Where White Night does subscribe to the norms of the genre, well if we were in 1996 at least, is in the use of fixed camera angles. While such an approach allows the developer to adopt unique cinematic perspectives to help foster a sense of fear or dread, it also brings with the unfortunate issue of orientation. This becomes an especially notable problem if you’re fleeing from a ghost and the camera changes perspective on you, creating a navigational mess as you struggle to get your bearings and usually not in time before said dead nasty manages to accost you.
And really, those horrible apparitions are White Night’s other big problem; they’re literally the only real enemy you come across and are reused extensively throughout the game. The fact that in the later areas they’re literally stuffed to the rafters with the things, it’s fair to say that White Night is certainly more enjoyable towards the start of the game then it is towards the end.
In regards to the puzzles, there isn’t a lot here that will tax the grey matter of experienced players. Such conundrums tend to be of the find an item to use in a particular place situation and as such, are solved fairly easily. Other brain teasers tend to revolve around using light to carve a path through some ghosts but otherwise, White Night’s puzzles are not of the variety to stymie or trouble the player.
Clearly though, where White Night succeeds the most in its cultivation of a truly foreboding and palpable atmosphere which when working at its apex, proves to be as scary and tense as anything seen in recent memory.
While the game’s noir-steeped monochromatic aesthetic is remarkable and striking in its own right, it’s really the aural side of the equation that is most effective in realising such a perturbing atmosphere. From whistling winds and tortured wails to the sudden strike of a drum whenever a ghost spots you, it’s abundantly clear that developer OSome Studio wields considerable talent when it comes to preying on player’s fears. Indeed, throughout my playtime with the game, the hairs standing to attention on the back of my neck stood as proof of their overwhelming competence in this regard.
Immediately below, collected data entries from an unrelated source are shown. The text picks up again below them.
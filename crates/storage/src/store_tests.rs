// SPDX-License-Identifier: BUSL-1.1
// Copyright (c) 2026 Alfred Jean LLC

use super::*;
use tempfile::TempDir;

fn company(name: &str) -> Company {
    Company::parse(name).unwrap()
}

#[test]
fn list_companies_on_missing_root_is_empty() {
    let dir = TempDir::new().unwrap();
    let store = ArtifactStore::new(dir.path().join("missing"));
    assert!(store.list_companies().unwrap().is_empty());
}

#[test]
fn list_companies_returns_sorted_directories_only() {
    let dir = TempDir::new().unwrap();
    let store = ArtifactStore::new(dir.path());
    std::fs::create_dir(dir.path().join("zeta")).unwrap();
    std::fs::create_dir(dir.path().join("acme")).unwrap();
    std::fs::create_dir(dir.path().join(".cache")).unwrap();
    std::fs::write(dir.path().join("stray.txt"), "x").unwrap();

    let names: Vec<String> =
        store.list_companies().unwrap().into_iter().map(String::from).collect();
    assert_eq!(names, vec!["acme", "zeta"]);
}

#[test]
fn delete_removes_directory_and_reports_absence() {
    let dir = TempDir::new().unwrap();
    let store = ArtifactStore::new(dir.path());
    let acme = company("acme");
    store.ensure_company_dir(&acme).unwrap();
    std::fs::write(store.company_file(&acme, "_1.txt"), "content").unwrap();

    assert!(store.exists(&acme));
    assert!(store.delete(&acme).unwrap());
    assert!(!store.exists(&acme));
    assert!(!store.delete(&acme).unwrap());
}

#[test]
fn company_file_is_prefixed_with_company_name() {
    let store = ArtifactStore::new("/outputs");
    let path = store.company_file(&company("acme"), "_proposal.txt");
    assert_eq!(path, PathBuf::from("/outputs/acme/acme_proposal.txt"));
}
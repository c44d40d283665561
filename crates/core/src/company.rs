// SPDX-License-Identifier: BUSL-1.1
// Copyright (c) 2026 Alfred Jean LLC

//! Company identity.
//!
//! A company is nothing more than its name; the name doubles as the artifact
//! directory name, so it is normalized and checked for filesystem safety on
//! the way in.

use serde::{Deserialize, Serialize};
use thiserror::Error;

/// Errors from company name validation
#[derive(Debug, Clone, PartialEq, Eq, Error)]
pub enum CompanyError {
    #[error("company name is empty")]
    Empty,

    #[error("invalid company name {name:?}: {reason}")]
    Invalid { name: String, reason: &'static str },
}

/// Validated, trimmed company name
#[derive(Debug, Clone, PartialEq, Eq, Hash, PartialOrd, Ord, Serialize, Deserialize)]
#[serde(try_from = "String", into = "String")]
pub struct Company(String);

impl Company {
    /// Normalize and validate a raw company name.
    pub fn parse(raw: &str) -> Result<Self, CompanyError> {
        let name = raw.trim();
        if name.is_empty() {
            return Err(CompanyError::Empty);
        }
        let invalid = |reason| CompanyError::Invalid { name: name.to_string(), reason };
        if name.starts_with('.') {
            return Err(invalid("must not start with '.'"));
        }
        if name.contains(['/', '\\']) {
            return Err(invalid("must not contain path separators"));
        }
        if name.chars().any(char::is_control) {
            return Err(invalid("must not contain control characters"));
        }
        Ok(Self(name.to_string()))
    }

    pub fn as_str(&self) -> &str {
        &self.0
    }
}

impl std::fmt::Display for Company {
    fn fmt(&self, f: &mut std::fmt::Formatter<'_>) -> std::fmt::Result {
        f.write_str(&self.0)
    }
}

impl AsRef<str> for Company {
    fn as_ref(&self) -> &str {
        &self.0
    }
}

impl std::str::FromStr for Company {
    type Err = CompanyError;

    fn from_str(s: &str) -> Result<Self, Self::Err> {
        Self::parse(s)
    }
}

impl TryFrom<String> for Company {
    type Error = CompanyError;

    fn try_from(value: String) -> Result<Self, Self::Error> {
        Self::parse(&value)
    }
}

impl From<Company> for String {
    fn from(company: Company) -> Self {
        company.0
    }
}

impl PartialEq<str> for Company {
    fn eq(&self, other: &str) -> bool {
        self.0 == other
    }
}

impl PartialEq<&str> for Company {
    fn eq(&self, other: &&str) -> bool {
        self.0 == *other
    }
}

#[cfg(test)]
#[path = "company_tests.rs"]
mod tests;
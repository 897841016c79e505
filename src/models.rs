use std::collections::BTreeMap;
use std::fmt;
use std::str::FromStr;

use chrono::NaiveDate;
use serde::{Deserialize, Serialize};

/// Answer distribution for one Likert question. Option `"0"` means "no answer".
#[derive(Debug, Clone, Default, PartialEq, Serialize, Deserialize)]
pub struct LikertResult {
    pub mean: f64,
    pub distribution: BTreeMap<String, u64>,
}

#[derive(Debug, Clone, Default, PartialEq, Serialize, Deserialize)]
#[serde(rename_all = "camelCase")]
pub struct SummaryData {
    pub result: BTreeMap<String, LikertResult>,
    pub student_count: u64,
    pub hidden_count: u64,
    pub feedback_count: u64,
    pub feedback_response_percentage: f64,
}

#[derive(Debug, Clone, Copy, PartialEq, Eq, Hash, PartialOrd, Ord, Serialize, Deserialize)]
#[serde(rename_all = "camelCase")]
pub enum ScopeType {
    Organisation,
    CourseUnit,
    CourseRealisation,
}

impl ScopeType {
    pub fn as_str(&self) -> &'static str {
        match self {
            ScopeType::Organisation => "organisation",
            ScopeType::CourseUnit => "courseUnit",
            ScopeType::CourseRealisation => "courseRealisation",
        }
    }
}

impl fmt::Display for ScopeType {
    fn fmt(&self, f: &mut fmt::Formatter<'_>) -> fmt::Result {
        f.write_str(self.as_str())
    }
}

impl FromStr for ScopeType {
    type Err = String;

    fn from_str(value: &str) -> Result<Self, Self::Err> {
        match value {
            "organisation" => Ok(ScopeType::Organisation),
            "courseUnit" => Ok(ScopeType::CourseUnit),
            "courseRealisation" => Ok(ScopeType::CourseRealisation),
            other => Err(format!("unknown scope type {other}")),
        }
    }
}

/// Inclusive date range a summary covers.
#[derive(Debug, Clone, Copy, PartialEq, Eq, Hash, Serialize, Deserialize)]
#[serde(rename_all = "camelCase")]
pub struct DateWindow {
    pub start_date: NaiveDate,
    pub end_date: NaiveDate,
}

impl DateWindow {
    pub fn new(start_date: NaiveDate, end_date: NaiveDate) -> Self {
        Self {
            start_date,
            end_date,
        }
    }

    pub fn contains(&self, date: NaiveDate) -> bool {
        date >= self.start_date && date <= self.end_date
    }
}

impl fmt::Display for DateWindow {
    fn fmt(&self, f: &mut fmt::Formatter<'_>) -> fmt::Result {
        write!(f, "{}..{}", self.start_date, self.end_date)
    }
}

#[derive(Debug, Clone, PartialEq, Serialize, Deserialize)]
#[serde(rename_all = "camelCase")]
pub struct SummaryDocument {
    pub scope_id: String,
    pub scope_type: ScopeType,
    pub start_date: NaiveDate,
    pub end_date: NaiveDate,
    pub data: SummaryData,
}

impl SummaryDocument {
    pub fn window(&self) -> DateWindow {
        DateWindow::new(self.start_date, self.end_date)
    }
}

#[derive(Debug, Clone)]
pub struct Organisation {
    pub id: String,
    pub code: String,
    pub name: String,
    pub child_organisation_ids: Vec<String>,
    pub course_unit_ids: Vec<String>,
}

#[derive(Debug, Clone, PartialEq)]
pub struct CourseUnit {
    pub id: String,
    pub name: String,
    pub course_code: String,
}

#[derive(Debug, Clone)]
pub struct FeedbackTargetRef {
    pub id: i64,
    pub course_unit: CourseUnit,
}

#[derive(Debug, Clone)]
pub struct CourseRealisation {
    pub id: String,
    pub name: String,
    pub start_date: NaiveDate,
    pub feedback_targets: Vec<FeedbackTargetRef>,
}

#[derive(Debug, Clone)]
pub struct QuestionAnswer {
    pub question_id: String,
    pub value: String,
}

/// Raw feedback gathered for one feedback target.
#[derive(Debug, Clone, Default)]
pub struct TargetFeedback {
    pub feedback_target_id: i64,
    pub student_count: u64,
    pub feedbacks: Vec<Vec<QuestionAnswer>>,
}

#[derive(Debug, Clone, PartialEq, Serialize)]
#[serde(rename_all = "camelCase")]
pub struct CourseUnitNode {
    pub id: String,
    pub name: String,
    pub course_code: String,
    pub summary: SummaryData,
    #[serde(skip_serializing_if = "std::ops::Not::not")]
    pub partial: bool,
    #[serde(skip_serializing_if = "std::ops::Not::not")]
    pub degraded: bool,
}

#[derive(Debug, Clone, PartialEq, Serialize)]
#[serde(rename_all = "camelCase")]
pub struct OrganisationNode {
    pub id: String,
    pub code: String,
    pub name: String,
    pub summary: SummaryData,
    pub child_organisations: Vec<OrganisationNode>,
    pub course_units: Vec<CourseUnitNode>,
    #[serde(skip_serializing_if = "std::ops::Not::not")]
    pub degraded: bool,
}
A special mention must also be made of the strong sense of place that the developer has fostered here as well. Rather than just leveraging the 30’s setting for its noir overtones, White Night also uses the socio-economic history of the time to further cement the melancholy of its tale. With grim meditations on the first world war, great depression and other events of the time all woven into its narrative through collectible newspapers, photographs and diaries, it’s greatly refreshing to see a developer dig deeper into the time period for more than just its chic.
WHITE NIGHT VERDICT
White Night’s biggest achievement though is clearly the terrifying atmosphere that pervades throughout its duration. Though certainly not absolving the game of its other flaws, the sense of dread and fear is palpable and in a genre which has largely neglected the finer aspects of its craft, White Night stands out as an exceptional, yet mechanically imperfect proposition.
TOP GAME MOMENT
Stumbling through the dark and lighting up a match only to be greeted by a shrieking black ghost. Nope. Nope. Nope.
Good vs Bad
- Visual style is unique and dripping with atmosphere.
- Properly scary.
- Unvaried instant death scenarios grow tiresome.
- Fixed camera angles can be quite disorientating.